Tubuh Tanti semakin gemetar, ia sudah tak lagi bisa menyembunyikan rasa takut yang sangat luar biasa tersebut. Bahkan, meskipun ponsel yang masih berada di genggaman tangannya terus saja mengeluarkan bunyi notifikasi, tetapi tak bisa untuk dibuka sama sekali oleh Tanti.

"Ibu ... ada di mana? Karena Ibu yang enggak mau buat nemuin Lina, maka dari itu biarin Lina aja ya yang nemuin Ibu. Ibu ada di mana?" Suara Lina menggema di dalam kamar Tanti.

Hal itu tentu saja membuat Tanti semakin ketakutan, bahkan ia langsung menangis saat itu juga, tetapi Tanti tak ingin jika tangisannya akan terdengar. Sehingga ia memanfaatkan kedua tangannya itu untuk menutup mulutnya sendiri.

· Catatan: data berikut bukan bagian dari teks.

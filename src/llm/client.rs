use super::types::{GenerateContentRequest, GenerateContentResponse};
use crate::{Error, Result, config::LlmConfig};
use async_trait::async_trait;
use std::time::Duration;
use tracing::debug;

#[async_trait]
pub trait TextGenerator: Send + Sync {
    async fn generate(&self, prompt: &str) -> Result<String>;
}

pub struct GeminiClient {
    http: reqwest::Client,
    base_url: String,
    model: String,
    api_key: String,
    timeout: Duration,
}

impl GeminiClient {
    pub fn new(config: LlmConfig) -> Self {
        Self {
            http: reqwest::Client::new(),
            base_url: config.base_url.trim_end_matches('/').to_string(),
            model: config.model,
            api_key: config.api_key,
            timeout: Duration::from_secs(config.timeout_secs),
        }
    }
}

#[async_trait]
impl TextGenerator for GeminiClient {
    async fn generate(&self, prompt: &str) -> Result<String> {
        // The credential is checked on first use, not at startup.
        if self.api_key.is_empty() {
            return Err(Error::config("GEMINI_API_KEY is not set"));
        }

        let url = format!(
            "{}/v1beta/models/{}:generateContent",
            self.base_url, self.model
        );
        let request = GenerateContentRequest::from_prompt(prompt);

        debug!("Requesting completion from model: {}", self.model);

        let call = async {
            let response = self
                .http
                .post(&url)
                .query(&[("key", self.api_key.as_str())])
                .json(&request)
                .send()
                .await?;

            let status = response.status();
            if !status.is_success() {
                let body = response.text().await.unwrap_or_default();
                return Err(Error::llm(format!(
                    "model request failed with status {status}: {body}"
                )));
            }

            let payload: GenerateContentResponse = response.json().await?;
            payload
                .text()
                .ok_or_else(|| Error::llm("model response contained no text"))
        };

        tokio::time::timeout(self.timeout, call)
            .await
            .map_err(|_| Error::LlmTimeout {
                secs: self.timeout.as_secs(),
            })?
    }
}
pub mod graph_data;
pub mod health_score;
pub mod raw_extraction;
pub mod utils;

pub use graph_data::GraphDataTask;
pub use health_score::HealthScoreTask;
pub use raw_extraction::RawExtractionTask;

pub const RAW_EXTRACTION_TASK: &str = "raw_extraction";
pub const HEALTH_SCORE_TASK: &str = "health_score";
pub const GRAPH_DATA_TASK: &str = "graph_data";

/// Analysis steps in report order.
pub const ANALYSIS_TASKS: [&str; 3] = [RAW_EXTRACTION_TASK, HEALTH_SCORE_TASK, GRAPH_DATA_TASK];

pub mod session_keys {
    pub const EXTRACTED_TEXT: &str = "extracted_text";
    pub const MODEL: &str = "model";
    pub const RAW_EXTRACTION: &str = "raw_extraction";
    pub const HEALTH_SCORE: &str = "health_score";
    pub const GRAPH_DATA: &str = "graph_data";

    pub fn step_status(task_id: &str) -> String {
        format!("{task_id}.status")
    }

    pub fn step_failure(task_id: &str) -> String {
        format!("{task_id}.failure")
    }
}
use serde::{Deserialize, Serialize};
use thiserror::Error;

use crate::models::ExtractionKind;

pub type Result<T> = std::result::Result<T, AnalysisError>;

/// Everything that can abort an analysis request.
#[derive(Debug, Error)]
pub enum AnalysisError {
    #[error("No API key configured for provider '{provider}'. Set {env_var} in the environment or the secrets file.")]
    MissingCredential {
        provider: String,
        env_var: &'static str,
    },

    #[error("Configuration error: {0}")]
    Configuration(String),

    #[error("Invalid upload: {0}")]
    InvalidUpload(String),

    #[error("Failed to stage uploaded report: {0}")]
    Io(#[from] std::io::Error),

    #[error(transparent)]
    Extraction(#[from] ExtractionError),

    #[error(transparent)]
    Llm(#[from] LlmError),

    #[error(transparent)]
    SchemaValidation(#[from] SchemaValidationError),

    #[error("Context error: {0}")]
    Context(String),

    #[error("Task execution failed: {0}")]
    TaskExecutionFailed(String),
}

impl AnalysisError {
    /// Stable machine-readable name used in API error bodies.
    pub fn kind(&self) -> &'static str {
        match self {
            AnalysisError::MissingCredential { .. } => "missing_credential",
            AnalysisError::Configuration(_) => "configuration_error",
            AnalysisError::InvalidUpload(_) => "invalid_upload",
            AnalysisError::Io(_) => "io_error",
            AnalysisError::Extraction(_) => "extraction_error",
            AnalysisError::Llm(_) => "llm_error",
            AnalysisError::SchemaValidation(_) => "schema_validation_error",
            AnalysisError::Context(_) | AnalysisError::TaskExecutionFailed(_) => "internal_error",
        }
    }
}

impl From<serde_json::Error> for AnalysisError {
    fn from(e: serde_json::Error) -> Self {
        AnalysisError::Context(format!("value could not be serialized: {e}"))
    }
}

/// The PDF could not be turned into text.
#[derive(Debug, Error)]
pub enum ExtractionError {
    #[error("The uploaded file is empty")]
    EmptyUpload,

    #[error("The uploaded file is not a PDF (first bytes: {magic:?})")]
    NotAPdf { magic: Vec<u8> },

    #[error("The PDF could not be read: {0}")]
    Unreadable(String),

    #[error("The PDF contains no extractable text (image-only or scanned documents are not supported)")]
    NoText,
}

/// The model endpoint could not be reached or refused the request.
#[derive(Debug, Clone, PartialEq, Error, Serialize, Deserialize)]
pub enum LlmError {
    #[error("LLM request failed: {0}")]
    Request(String),

    #[error("LLM API request failed with status {status}: {body}")]
    Status { status: u16, body: String },

    #[error("Invalid response format from LLM: {0}")]
    InvalidResponse(String),
}

impl From<reqwest::Error> for LlmError {
    fn from(e: reqwest::Error) -> Self {
        LlmError::Request(e.to_string())
    }
}

/// The model replied, but not with the declared shape.
#[derive(Debug, Clone, PartialEq, Error, Serialize, Deserialize)]
#[error("The {kind} response did not match its schema: {reason}")]
pub struct SchemaValidationError {
    pub kind: ExtractionKind,
    pub reason: String,
    pub raw_output: String,
}

/// A failed analysis step as recorded in the workflow context.
///
/// `graph_flow` tasks can only return a stringly `GraphError`, so each step
/// stores its typed failure next to its results before bailing out.
#[derive(Debug, Clone, PartialEq, Serialize, Deserialize)]
pub enum StepFailure {
    Llm(LlmError),
    SchemaValidation(SchemaValidationError),
    Context(String),
    Other(String),
}

impl From<&AnalysisError> for StepFailure {
    fn from(e: &AnalysisError) -> Self {
        match e {
            AnalysisError::Llm(e) => StepFailure::Llm(e.clone()),
            AnalysisError::SchemaValidation(e) => StepFailure::SchemaValidation(e.clone()),
            AnalysisError::Context(message) => StepFailure::Context(message.clone()),
            other => StepFailure::Other(other.to_string()),
        }
    }
}

impl From<StepFailure> for AnalysisError {
    fn from(failure: StepFailure) -> Self {
        match failure {
            StepFailure::Llm(e) => AnalysisError::Llm(e),
            StepFailure::SchemaValidation(e) => AnalysisError::SchemaValidation(e),
            StepFailure::Context(message) => AnalysisError::Context(message),
            StepFailure::Other(message) => AnalysisError::TaskExecutionFailed(message),
        }
    }
}

#[derive(Debug, Error)]
pub enum ConfigError {
    #[error(transparent)]
    Figment(#[from] Box<figment::Error>),

    #[error("Invalid configuration: {0}")]
    Invalid(String),
}

impl From<figment::Error> for ConfigError {
    fn from(e: figment::Error) -> Self {
        ConfigError::Figment(Box::new(e))
    }
}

Hal yang sangat tak diinginkan, justru terjadi. Selimut yang digunakan oleh Tanti untuk menutupi seluruh tubuhnya itu, justru perlahan ditarik dengan sendirinya. Disertai dengan tawa yang sangat melengking di dalam kamar milik Tanti.

Brak!

*******

"Ibu kos udah enggak ada? Kamu yang bener deh kalau ngomong, jangan asal aja!" Suara dari Gina yang memang sama sekali tidak percaya akan apa yang baru saja diutarakan oleh Dinda.

Ya, Dinda. Perempuan itu yang menjadi saksi, bagaimana suara dari Tanti yang terdengar begitu tersiksa, tetapi di sisi lain juga Dinda tidak dapat berbuat apa-apa.

Dinda juga lah yang melapor peristiwa tersebut pada pihak yang berwajib, serta memberitahu berita tersebut pada grup indekos yang anggotanya memang semua penghuni indekos tersebut.

Berita dari Dinda dan juga kehadiran dari pihak kepolisian membuat semuanya sangat terkejut dan merasa takut. Baik warga sekitar indekos tersebut, atau bahkan penghuni indekos di situ.

"Nak Dinda, boleh kah ceritakan kronologinya seperti apa? Kami membutuhkan itu dan tolong ceritakan dengan sangat jelas juga ya," pinta salah satu polisi yang hadir di tempat tersebut.

Mendengar permintaan yang seperti itu, membuat Dinda langsung meneguk ludahnya dengan sangat kasar. Kedua mata yang ia miliki juga secara spontan langsung menatap ke arah di mana kamar milik Lina yang terlihat sangat menyeramkan. Padahal, hari masih sangat terang. 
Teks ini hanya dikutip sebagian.